ERRγ is present in GnRH neurons but not involved in the inhibitory BPA effect. A, PCR on single GnRH cells revealed expression of ERRγ in a subset of GnRH neurons. B1–B3, Primary GnRH cells were immunopositive for ERRγ. C, Exposure of GnRH neurons to GSK (100μM), an ERRγ agonist decreased the frequency of calcium oscillations in GnRH neurons comparable with BPA (left; representative recording showing oscillations in intracellular calcium levels in a GnRH neuron [y-scale = Arbitrary units, AU] and right; bar graph indicates the results for all cells [*, P < .05]). D, Even when blocking GABA/glutamatergic inputs as well as ERs and GPER, GSK persisted to inhibit GnRH neuronal activity. However, subsequent application of BPA decreased the frequency of calcium oscillations in GnRH neurons further (left; representative recording showing oscillations in intracellular calcium levels in 2 GnRH neurons [y-scale = Arbitrary units, AU] and right; bar graph indicates the results for all cells [*, P < .05]). Scale bars, 5 μm (B).

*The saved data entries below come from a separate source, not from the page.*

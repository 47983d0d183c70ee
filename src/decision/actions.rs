use super::IntegratedAnalysisResult;
use crate::base::{Priority, CRITICAL_FOS, DETAILED_ANALYSIS_FOS, HIGH_FOS, MEDIUM_FOS};
use serde::{Deserialize, Serialize};

/// Defines the overall risk levels
#[derive(Clone, Copy, Debug, Eq, PartialEq, Deserialize, Serialize)]
pub enum RiskLevel {
    VeryHigh,
    High,
    Medium,
    Low,
    VeryLow,
}

impl RiskLevel {
    /// Assesses the risk from the governing FoS and the exceedance flag
    pub fn new(min_fos: f64, exceeds_allowable: bool) -> Self {
        if min_fos < CRITICAL_FOS || exceeds_allowable {
            RiskLevel::VeryHigh
        } else if min_fos < HIGH_FOS {
            RiskLevel::High
        } else if min_fos < MEDIUM_FOS {
            RiskLevel::Medium
        } else if min_fos < DETAILED_ANALYSIS_FOS {
            RiskLevel::Low
        } else {
            RiskLevel::VeryLow
        }
    }

    /// Returns the label of the risk level
    pub fn label(&self) -> &'static str {
        match self {
            RiskLevel::VeryHigh => "VERY HIGH",
            RiskLevel::High => "HIGH",
            RiskLevel::Medium => "MEDIUM",
            RiskLevel::Low => "LOW",
            RiskLevel::VeryLow => "VERY LOW",
        }
    }
}

/// Holds the follow-up action recommended for an integrated result
#[derive(Clone, Debug, PartialEq, Deserialize, Serialize)]
pub struct ActionPlan {
    pub row_id: String,
    pub action: String,
    pub timeline: String,
    pub estimated_cost: String,
    pub risk: RiskLevel,
}

impl ActionPlan {
    /// Allocates a new instance from the governing FoS, the exceedance flag, and the priority
    pub fn new(row_id: &str, min_fos: f64, exceeds_allowable: bool, priority: Priority) -> Self {
        let action = if min_fos < CRITICAL_FOS || exceeds_allowable {
            "Immediate detailed geotechnical analysis and design review"
        } else if min_fos < HIGH_FOS || priority == Priority::Critical {
            "Detailed analysis within 30 days, consider design modifications"
        } else if min_fos < MEDIUM_FOS || priority == Priority::High {
            "Engineering evaluation within 60 days"
        } else {
            "Routine monitoring and periodic review"
        };
        let timeline = if min_fos < CRITICAL_FOS || priority == Priority::Critical {
            "Immediate (0-7 days)"
        } else if min_fos < HIGH_FOS || priority == Priority::High {
            "Short-term (1-4 weeks)"
        } else if min_fos < MEDIUM_FOS || priority == Priority::Medium {
            "Medium-term (1-3 months)"
        } else {
            "Long-term (6-12 months)"
        };
        let estimated_cost = match priority {
            Priority::Critical => "$50,000 - $200,000",
            Priority::High => "$20,000 - $75,000",
            Priority::Medium => "$10,000 - $30,000",
            Priority::Low => "$5,000 - $15,000",
        };
        ActionPlan {
            row_id: row_id.to_string(),
            action: action.to_string(),
            timeline: timeline.to_string(),
            estimated_cost: estimated_cost.to_string(),
            risk: RiskLevel::new(min_fos, exceeds_allowable),
        }
    }

    /// Allocates the plan of an integrated result
    pub fn from_result(result: &IntegratedAnalysisResult) -> Self {
        ActionPlan::new(
            &result.row_id,
            result.slope_fos,
            result.exceeds_allowable,
            result.priority_level,
        )
    }
}

////////////////////////////////////////////////////////////////////////////////////////////////////////////////////////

When repeating the same paradigm without GABA/glutamatergic inputs and blocking ERs and GPER, the frequency of calcium oscillations in GnRH neurons still decreased upon application of GSK (P < .05, paired Student's t test) (Table 2, line r). Notably, subsequent application of BPA decreased the frequency of calcium oscillations in GnRH neurons further (P < .05, paired Student's t test) (Table 2, line r) (Figure 5D). The magnitude of the inhibition with BPA was similar after AAB+ICI+G15 and AAB+ICI+G15+GSK (in peaks/min; AAB+ICI+G15+BPA: −0.30 ± 0.07; ICI+G15+GSK+BPA: −0.42 ± 0.04; P > .05, unpaired Student's t test). To ensure that ERRγ were saturated with GSK at 100μM, and that BPA was not having only additive effects, the paradigm was repeated with 150μM GSK. BPA still reduced the frequency of calcium oscillations. The magnitude of inhibition after AAB+ICI+G15+GSK 150μM did not increase compared with 100μM GSK (P > .05, unpaired Student's t test). These data suggest that ERRγ can directly and rapidly modulate GnRH neuronal activity and that BPA inhibits GnRH neuronal activity via another mechanism.
Discussion
BPA is one of the many pollutants found in today's environment in industrialized countries. BPA exposure in the great majority of people occurs as a byproduct of plastics, dental sealants, and food can linings (24, 31, 32). BPA belongs to the family of EDCs, ie, molecules that can highjack the endocrine system. Literature reports the ability of BPA to bind to all ERs: both ERα and ERβ (33, 34), the membrane receptor for ERα (mERα) (35), ERRγ (36), and GPER (37). Estrogen being a key regulator of the reproductive system, sub- or infertility has been the most documented effect of BPA. Although the literature mostly describes how timed exposure to BPA around birth might have a long lasting impact on the hypothalamic-pituitary-gonadal axis and hamper fertility in adults, cellular mechanisms remain unclear. We report here that acute exposure to BPA has a direct effect on GnRH neuronal activity. The BPA-mediated inhibition of GnRH neurons is complex due to the fact that BPA acts on multiple receptors expressed by GnRH neurons including ERs, GPER as well as ERRγ. However, under all conditions BPA inhibited GnRH neuronal activity.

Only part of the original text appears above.